— Мы бодрствовали и молились, — ответили мы в один голос.
— Открылся ли вам Амон согласно своему слову?
Жрец рыгал и неуверенно посматривал на нас.
Мы искоса поглядывали друг на друга и колебались. Наконец Мозе нерешительно пробормотал:
— Он открылся.
Один за другим мои товарищи повторили:
— Он открылся. Последний из всех, Ахмос твердо и почтительно заявил:
— Вне всяких сомнений, он действительно открылся. — Он уставился прямо в глаза жрецу, а я промолчал. Мне казалось, будто чья-то рука сжала мое сердце, ибо для меня слова моих товарищей были богохульством.
Метуфер дерзко заявил:
— Я тоже бодрствовал и молился, чтобы быть достойным посвящения, так что на следующую ночь меня здесь не будет: мне предстоит нечто иное. И мне также явился Амон, что может подтвердить жрец. Видом он походил на большой винный кувшин, и он говорил со мной о многих священных материях, но мне не подобает рассказывать вам об этом; и слова его освежали меня, как вино, так что я жаждал слушать еще и еще до самого рассвета.
Тогда Мозе набрался храбрости и сказал:
— Ко мне он явился в образе своего сына Гора, который сел мне на плечо подобно соколу и произнес: «Будь благословен ты, Мозе, твоя семья и все твои дела, и да будешь ты жить в доме с двумя воротами и распоряжаться множеством слуг».

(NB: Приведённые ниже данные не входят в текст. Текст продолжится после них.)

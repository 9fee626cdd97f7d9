//! Core host types
//!
//! The small set of types every other crate in the workspace speaks:
//! [`Context`], [`Event`], [`ServiceCall`], [`EntityId`], [`State`] and the
//! [`Platform`] names that config entries forward their setup to.

mod context;
mod entity_id;
mod event;
mod platform;
mod service_call;
mod state;
pub mod sun;

pub use context::Context;
pub use entity_id::{slugify, EntityId, EntityIdError};
pub use event::{Event, EventData, EventType};
pub use platform::Platform;
pub use service_call::ServiceCall;
pub use state::State;

/// State value reported when an entity has no reading
pub const STATE_UNKNOWN: &str = "unknown";

/// State value reported while an entity's data source is failing
pub const STATE_UNAVAILABLE: &str = "unavailable";

/// Standard event types fired on the bus
pub mod events {
    use super::*;

    /// An entity state was written
    pub const STATE_CHANGED: &str = "state_changed";

    /// A service was invoked through the host
    pub const CALL_SERVICE: &str = "call_service";

    /// The core configuration (home location, units, ...) changed
    pub const CORE_CONFIG_UPDATE: &str = "core_config_update";

    /// Data for STATE_CHANGED events
    #[derive(Debug, Clone, serde::Serialize, serde::Deserialize)]
    pub struct StateChangedData {
        pub entity_id: EntityId,
        pub old_state: Option<State>,
        pub new_state: Option<State>,
    }

    impl EventData for StateChangedData {
        fn event_type() -> &'static str {
            STATE_CHANGED
        }
    }

    #[derive(Debug, Clone, serde::Serialize, serde::Deserialize)]
    pub struct CallServiceData {
        pub domain: String,
        pub service: String,
        pub service_data: serde_json::Value,
    }

    impl EventData for CallServiceData {
        fn event_type() -> &'static str {
            CALL_SERVICE
        }
    }

    /// Data for CORE_CONFIG_UPDATE events
    #[derive(Debug, Clone, Default, serde::Serialize, serde::Deserialize)]
    pub struct CoreConfigUpdateData {
        pub latitude: Option<f64>,
        pub longitude: Option<f64>,
        pub elevation: Option<i32>,
        pub location_name: Option<String>,
    }

    impl EventData for CoreConfigUpdateData {
        fn event_type() -> &'static str {
            CORE_CONFIG_UPDATE
        }
    }
}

Теперь остальные также спешили рассказать о том, что Амон поведал им; они нетерпеливо говорили, несколько человек сразу, тогда как жрец слушал, кивал головой и смеялся. Не знаю, о снах ли своих говорили они или же просто лгали.
Наконец, нахмурив свои выбритые брови, жрец обратился ко мне и строго спросил:
— А ты, Синухе! Разве ты недостоин? Что, Амон не являлся тебе вообще ни в каком обличил? Не видел ли ты его хотя бы в образе мышонка? Ибо он появляется в разных видах.
Мое вступление в Обитель Жизни висело на волоске, так что я собрался с духом и ответил:
— На рассвете я видел, как заколыхался святой занавес в святилище, но больше я ничего не заметил, и Амон ничего не сказал мне.
Тогда все разразились хохотом; Метуфер смеялся, хлопая себя по коленям, и говорил жрецу: «Он простак». Затем, дергая его вымокший в вине рукав, он что-то прошептал ему, все еще не отрывая от меня глаз.
Жрец снова строго взглянул на меня и сказал:
— Если ты не слышал голоса Амона, ты не можешь быть посвящен. При всем том мы все же постараемся найти какое-нибудь средство, ибо я считаю тебя стойким юношей, исполненным честных устремлений.
Проговорив это, он скрылся в Святая Святых, а Метуфер приблизился ко мне. Увидев мое скорбное лицо, он дружески улыбнулся и сказал: «Не бойся!»